My foot switch is the [step for on-step for off] type. I considered the deadman type but I didn't want to have to keep my foot on the switch. 
Either way, it's a lot easier to reach and operate than the table mounted bump switch that's still there. 
I was concerned about chips and dust getting in the switch so, I slid a bubble pack sack over it and taped it to the cord.

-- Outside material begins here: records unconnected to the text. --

// src/store/postgres.rs

use async_trait::async_trait;
use sqlx::{PgPool, types::Json};

use crate::{
    models::{
        creator::Creator,
        quiz::{Question, Quiz, QuizDraft, QuizSummary},
        submission::{AttemptSummary, LeaderboardEntry},
    },
    store::{QuizStore, StoreError},
};

const QUIZ_COLUMNS: &str = r#"
    id,
    code,
    title,
    description,
    time_limit_secs,
    questions,
    is_active,
    ends_at,
    owner_id,
    created_at
"#;

/// Postgres-backed store.
#[derive(Clone)]
pub struct PgStore {
    pool: PgPool,
}

impl PgStore {
    pub fn new(pool: PgPool) -> Self {
        Self { pool }
    }
}

fn is_unique_violation(err: &sqlx::Error) -> bool {
    match err {
        sqlx::Error::Database(db) => db.is_unique_violation(),
        _ => false,
    }
}

#[async_trait]
impl QuizStore for PgStore {
    async fn find_quiz_by_code(&self, code: &str) -> Result<Option<Quiz>, StoreError> {
        let quiz = sqlx::query_as::<_, Quiz>(&format!(
            "SELECT {} FROM quizzes WHERE code = $1",
            QUIZ_COLUMNS
        ))
        .bind(code)
        .fetch_optional(&self.pool)
        .await?;

        Ok(quiz)
    }

    async fn record_attempt(&self, summary: &AttemptSummary) -> Result<(), StoreError> {
        sqlx::query(
            r#"
            INSERT INTO attempts (
                quiz_code, name, roll_number, branch,
                score, total, percentage, tab_switches,
                answers, trigger, started_at, submitted_at
            )
            VALUES ($1, $2, $3, $4, $5, $6, $7, $8, $9, $10, $11, $12)
            "#,
        )
        .bind(&summary.quiz_code)
        .bind(&summary.participant.name)
        .bind(&summary.participant.roll_number)
        .bind(&summary.participant.branch)
        .bind(summary.score.correct as i32)
        .bind(summary.score.total as i32)
        .bind(summary.score.percentage as i32)
        .bind(summary.tab_switches as i32)
        .bind(Json(summary.answers.clone()))
        .bind(summary.trigger.as_str())
        .bind(summary.started_at)
        .bind(summary.submitted_at)
        .execute(&self.pool)
        .await
        .map_err(|e| {
            tracing::error!("Failed to record attempt: {:?}", e);
            StoreError::from(e)
        })?;

        Ok(())
    }

    async fn insert_quiz(
        &self,
        owner_id: i64,
        code: &str,
        draft: &QuizDraft,
    ) -> Result<Quiz, StoreError> {
        let questions: Vec<Question> =
            draft.questions.iter().cloned().map(Question::from).collect();

        sqlx::query_as::<_, Quiz>(&format!(
            r#"
            INSERT INTO quizzes (code, title, description, time_limit_secs, questions, ends_at, owner_id)
            VALUES ($1, $2, $3, $4, $5, $6, $7)
            RETURNING {}
            "#,
            QUIZ_COLUMNS
        ))
        .bind(code)
        .bind(&draft.title)
        .bind(&draft.description)
        .bind(draft.time_limit_secs)
        .bind(Json(questions))
        .bind(draft.ends_at)
        .bind(owner_id)
        .fetch_one(&self.pool)
        .await
        .map_err(|e| {
            if is_unique_violation(&e) {
                StoreError::DuplicateCode(code.to_string())
            } else {
                tracing::error!("Failed to insert quiz: {:?}", e);
                StoreError::from(e)
            }
        })
    }

    async fn list_submissions(&self, code: &str) -> Result<Vec<LeaderboardEntry>, StoreError> {
        let entries = sqlx::query_as::<_, LeaderboardEntry>(
            r#"
            SELECT
                name,
                roll_number,
                branch,
                score,
                total,
                percentage,
                tab_switches,
                submitted_at
            FROM attempts
            WHERE quiz_code = $1
            ORDER BY score DESC, submitted_at ASC
            "#,
        )
        .bind(code)
        .fetch_all(&self.pool)
        .await?;

        Ok(entries)
    }

    async fn list_quizzes_by_owner(&self, owner_id: i64) -> Result<Vec<QuizSummary>, StoreError> {
        let quizzes = sqlx::query_as::<_, Quiz>(&format!(
            "SELECT {} FROM quizzes WHERE owner_id = $1 ORDER BY id DESC",
            QUIZ_COLUMNS
        ))
        .bind(owner_id)
        .fetch_all(&self.pool)
        .await?;

        Ok(quizzes.iter().map(QuizSummary::from).collect())
    }

    async fn set_quiz_active(
        &self,
        code: &str,
        owner_id: i64,
        is_active: bool,
    ) -> Result<bool, StoreError> {
        let result =
            sqlx::query("UPDATE quizzes SET is_active = $1 WHERE code = $2 AND owner_id = $3")
                .bind(is_active)
                .bind(code)
                .bind(owner_id)
                .execute(&self.pool)
                .await?;

        Ok(result.rows_affected() > 0)
    }

    async fn create_creator(
        &self,
        username: &str,
        password_hash: &str,
    ) -> Result<Creator, StoreError> {
        sqlx::query_as::<_, Creator>(
            r#"
            INSERT INTO creators (username, password)
            VALUES ($1, $2)
            RETURNING id, username, password, created_at
            "#,
        )
        .bind(username)
        .bind(password_hash)
        .fetch_one(&self.pool)
        .await
        .map_err(|e| {
            if is_unique_violation(&e) {
                StoreError::Conflict(format!("Username '{}' already exists", username))
            } else {
                tracing::error!("Failed to create creator: {:?}", e);
                StoreError::from(e)
            }
        })
    }

    async fn find_creator_by_username(
        &self,
        username: &str,
    ) -> Result<Option<Creator>, StoreError> {
        let creator = sqlx::query_as::<_, Creator>(
            "SELECT id, username, password, created_at FROM creators WHERE username = $1",
        )
        .bind(username)
        .fetch_optional(&self.pool)
        .await?;

        Ok(creator)
    }
}
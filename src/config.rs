// src/config.rs

use std::{env, net::SocketAddr, str::FromStr, time::Duration};

use dotenvy::dotenv;
use thiserror::Error;

use crate::session::anticheat::MonitorConfig;

/// Length of a quiz join code.
pub const QUIZ_CODE_LEN: usize = 6;

/// Visibility losses tolerated before an attempt is force-submitted.
pub const DEFAULT_TAB_SWITCH_LIMIT: u32 = 3;

/// Delay between reaching the tab-switch limit and the forced submit.
pub const DEFAULT_FORCED_SUBMIT_GRACE_SECS: u64 = 2;

/// Attempts at finding an unused quiz code before giving up.
pub const QUIZ_CODE_ATTEMPTS: usize = 5;

/// How long a finished attempt stays in memory for result and event polling.
pub const DEFAULT_SESSION_RETENTION_SECS: u64 = 600;

/// Period of the sweep that evicts finished attempts.
pub const SESSION_SWEEP_INTERVAL_SECS: u64 = 30;

#[derive(Debug, Error)]
pub enum ConfigError {
    #[error("{0} must be set")]
    Missing(&'static str),

    #[error("{name} has an invalid value '{value}'")]
    Invalid { name: &'static str, value: String },
}

#[derive(Debug, Clone)]
pub struct Config {
    /// Postgres URL. Without it the server runs on the in-memory store.
    pub database_url: Option<String>,
    pub jwt_secret: String,
    pub jwt_expiration: u64,
    pub rust_log: String,
    pub bind_addr: SocketAddr,
    pub tab_switch_limit: u32,
    pub forced_submit_grace_secs: u64,
    pub session_retention_secs: u64,
    pub creator_username: Option<String>,
    pub creator_password: Option<String>,
}

impl Config {
    pub fn from_env() -> Result<Self, ConfigError> {
        dotenv().ok();

        let database_url = env::var("DATABASE_URL").ok().filter(|v| !v.is_empty());

        let jwt_secret = env::var("JWT_SECRET").map_err(|_| ConfigError::Missing("JWT_SECRET"))?;

        let rust_log = env::var("RUST_LOG").unwrap_or_else(|_| "info".to_string());

        Ok(Self {
            database_url,
            jwt_secret,
            jwt_expiration: parse_var("JWT_EXPIRATION", 86400)?,
            rust_log,
            bind_addr: parse_var("BIND_ADDR", SocketAddr::from(([0, 0, 0, 0], 3000)))?,
            tab_switch_limit: parse_var("TAB_SWITCH_LIMIT", DEFAULT_TAB_SWITCH_LIMIT)?,
            forced_submit_grace_secs: parse_var(
                "FORCED_SUBMIT_GRACE_SECS",
                DEFAULT_FORCED_SUBMIT_GRACE_SECS,
            )?,
            session_retention_secs: parse_var(
                "SESSION_RETENTION_SECS",
                DEFAULT_SESSION_RETENTION_SECS,
            )?,
            creator_username: env::var("CREATOR_USERNAME").ok(),
            creator_password: env::var("CREATOR_PASSWORD").ok(),
        })
    }

    pub fn monitor(&self) -> MonitorConfig {
        MonitorConfig {
            tab_switch_limit: self.tab_switch_limit,
            grace: Duration::from_secs(self.forced_submit_grace_secs),
        }
    }

    pub fn session_retention(&self) -> Duration {
        Duration::from_secs(self.session_retention_secs)
    }
}

fn parse_var<T: FromStr>(name: &'static str, default: T) -> Result<T, ConfigError> {
    match env::var(name) {
        Ok(raw) => parse_value(name, &raw),
        Err(_) => Ok(default),
    }
}

fn parse_value<T: FromStr>(name: &'static str, raw: &str) -> Result<T, ConfigError> {
    raw.trim().parse().map_err(|_| ConfigError::Invalid {
        name,
        value: raw.to_string(),
    })
}
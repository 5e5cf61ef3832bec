// src/session/error.rs

use thiserror::Error;

use crate::session::controller::SessionState;

/// Recoverable failures reported by the session controller.
/// None of them mutate the attempt.
#[derive(Debug, Clone, PartialEq, Eq, Error)]
pub enum SessionError {
    /// No active quiz matches the code.
    #[error("no active quiz matches code '{0}'")]
    NotFound(String),

    #[error("{0}")]
    InvalidInput(String),

    /// Operation needs a different lifecycle state.
    #[error("operation not allowed while session is {0:?}")]
    NotActive(SessionState),

    /// Data-access collaborator failed.
    #[error("quiz store unavailable: {0}")]
    Unavailable(String),
}

impl SessionError {
    pub fn invalid(msg: impl Into<String>) -> Self {
        SessionError::InvalidInput(msg.into())
    }
}
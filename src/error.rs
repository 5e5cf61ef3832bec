// src/error.rs

use axum::{
    Json,
    http::StatusCode,
    response::{IntoResponse, Response},
};
use serde_json::json;
use std::fmt;

use crate::{session::SessionError, store::StoreError};

/// Global Application Error Enum.
/// Centralizes error handling and mapping to HTTP responses.
#[derive(Debug)]
pub enum AppError {
    // 500 Internal Server Error
    InternalServerError(String),

    // 400 Bad Request
    BadRequest(String),

    // 401 Unauthorized
    AuthError(String),

    // 403 Forbidden
    Forbidden(String),

    // 404 Not Found
    NotFound(String),

    // 409 Conflict (e.g., duplicate username, attempt already finished)
    Conflict(String),
}

impl fmt::Display for AppError {
    fn fmt(&self, f: &mut fmt::Formatter<'_>) -> fmt::Result {
        write!(f, "{:?}", self)
    }
}

impl std::error::Error for AppError {}

/// Implements `IntoResponse` for `AppError`.
/// Converts the error into a JSON response with appropriate HTTP status code.
impl IntoResponse for AppError {
    fn into_response(self) -> Response {
        let (status, error_message) = match self {
            AppError::InternalServerError(msg) => {
                tracing::error!("Internal Server Error: {}", msg);
                (
                    StatusCode::INTERNAL_SERVER_ERROR,
                    "Internal Server Error".to_string(),
                )
            }
            AppError::BadRequest(msg) => (StatusCode::BAD_REQUEST, msg),
            AppError::AuthError(msg) => (StatusCode::UNAUTHORIZED, msg),
            AppError::Forbidden(msg) => (StatusCode::FORBIDDEN, msg),
            AppError::NotFound(msg) => (StatusCode::NOT_FOUND, msg),
            AppError::Conflict(msg) => (StatusCode::CONFLICT, msg),
        };
        let body = Json(json!({
            "error": error_message,
        }));

        (status, body).into_response()
    }
}

/// Session failures are all recoverable; map them onto client errors.
impl From<SessionError> for AppError {
    fn from(err: SessionError) -> Self {
        match err {
            SessionError::NotFound(_) => AppError::NotFound(err.to_string()),
            SessionError::InvalidInput(msg) => AppError::BadRequest(msg),
            SessionError::NotActive(_) => AppError::Conflict(err.to_string()),
            SessionError::Unavailable(msg) => AppError::InternalServerError(msg),
        }
    }
}

impl From<StoreError> for AppError {
    fn from(err: StoreError) -> Self {
        match err {
            StoreError::DuplicateCode(_) | StoreError::Conflict(_) => {
                AppError::Conflict(err.to_string())
            }
            StoreError::Database(e) => AppError::InternalServerError(e.to_string()),
        }
    }
}
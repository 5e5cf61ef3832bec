// src/services/mod.rs

pub mod authoring;
pub mod live;
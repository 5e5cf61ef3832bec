// src/session/countdown.rs

/// Handle to the recurring one-second tick driving an attempt.
///
/// The controller owns it while the attempt is active and calls `cancel`
/// exactly once, when the attempt enters `Submitting` or is abandoned.
pub trait Countdown: Send + Sync {
    fn cancel(&mut self);
}

impl Countdown for tokio::task::AbortHandle {
    fn cancel(&mut self) {
        self.abort();
    }
}
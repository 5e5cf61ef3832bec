// src/utils/jwt.rs

use std::time::{SystemTime, UNIX_EPOCH};

use axum::{
    body::Body,
    extract::State,
    http::{Request, StatusCode, header},
    middleware::Next,
    response::Response,
};
use jsonwebtoken::{DecodingKey, EncodingKey, Header, Validation, decode, encode};
use serde::{Deserialize, Serialize};

use crate::{config::Config, error::AppError, models::creator::Creator};

/// JWT Claims structure for quiz creators.
#[derive(Debug, Deserialize, Serialize, Clone)]
pub struct Claims {
    /// Subject - Stores the Creator ID (as string).
    pub sub: String,
    pub username: String,
    /// Expiration time as Unix timestamp.
    pub exp: usize,
}

impl Claims {
    pub fn creator_id(&self) -> Result<i64, AppError> {
        self.sub
            .parse::<i64>()
            .map_err(|_| AppError::AuthError("Invalid token subject".to_string()))
    }
}

/// Signs a new JWT for the creator, valid for `expiration_seconds`.
pub fn sign_jwt(
    creator: &Creator,
    secret: &str,
    expiration_seconds: u64,
) -> Result<String, AppError> {
    let now = SystemTime::now()
        .duration_since(UNIX_EPOCH)
        .map_err(|e| AppError::InternalServerError(e.to_string()))?
        .as_secs();

    let claims = Claims {
        sub: creator.id.to_string(),
        username: creator.username.clone(),
        exp: (now + expiration_seconds) as usize,
    };

    encode(
        &Header::default(),
        &claims,
        &EncodingKey::from_secret(secret.as_bytes()),
    )
    .map_err(|e| AppError::InternalServerError(e.to_string()))
}

/// Verifies and decodes a JWT string.
///
/// Returns the `Claims` if valid, otherwise returns an `AppError`.
pub fn verify_jwt(token: &str, secret: &str) -> Result<Claims, AppError> {
    let token_data = decode::<Claims>(
        token,
        &DecodingKey::from_secret(secret.as_bytes()),
        &Validation::default(),
    )
    .map_err(|_| AppError::AuthError("Invalid token".to_string()))?;

    Ok(token_data.claims)
}

/// Axum Middleware: Authentication.
///
/// Intercepts requests, validates the 'Authorization: Bearer <token>' header.
/// If valid, injects `Claims` into the request extensions for handlers to use.
/// If invalid, returns 401 Unauthorized.
pub async fn auth_middleware(
    State(config): State<Config>,
    mut req: Request<Body>,
    next: Next,
) -> Result<Response, StatusCode> {
    let token = req
        .headers()
        .get(header::AUTHORIZATION)
        .and_then(|value| value.to_str().ok())
        .and_then(|value| value.strip_prefix("Bearer "))
        .ok_or(StatusCode::UNAUTHORIZED)?;

    match verify_jwt(token, &config.jwt_secret) {
        Ok(claims) => {
            req.extensions_mut().insert(claims);
            Ok(next.run(req).await)
        }
        Err(_) => Err(StatusCode::UNAUTHORIZED),
    }
}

And, I *ALWAYS* unplug the router ( or any other cutting tool) before making any adjustments/bitchanges. etc.


----------



## reuelt (Dec 29, 2008)

*Foot Switches need guards*

When I was a Factory Manager, I made it a rule that all foot switches must have guards.
e.g.
http://www.grainger.com/Grainger/categories/electrical/switches/foot-switch-guards

Think what happens when something (e.g a piece of wood or a tool)accidentally drop on a foot switch or someone or some animal accidentally activate it?

In Australia, a magnetic swich (called NVR here - No Voltage Release switch) is strongly recommended. A magnetc swich stays off when there is a power interuption so the machine would never turn on unexpectedly when power returns.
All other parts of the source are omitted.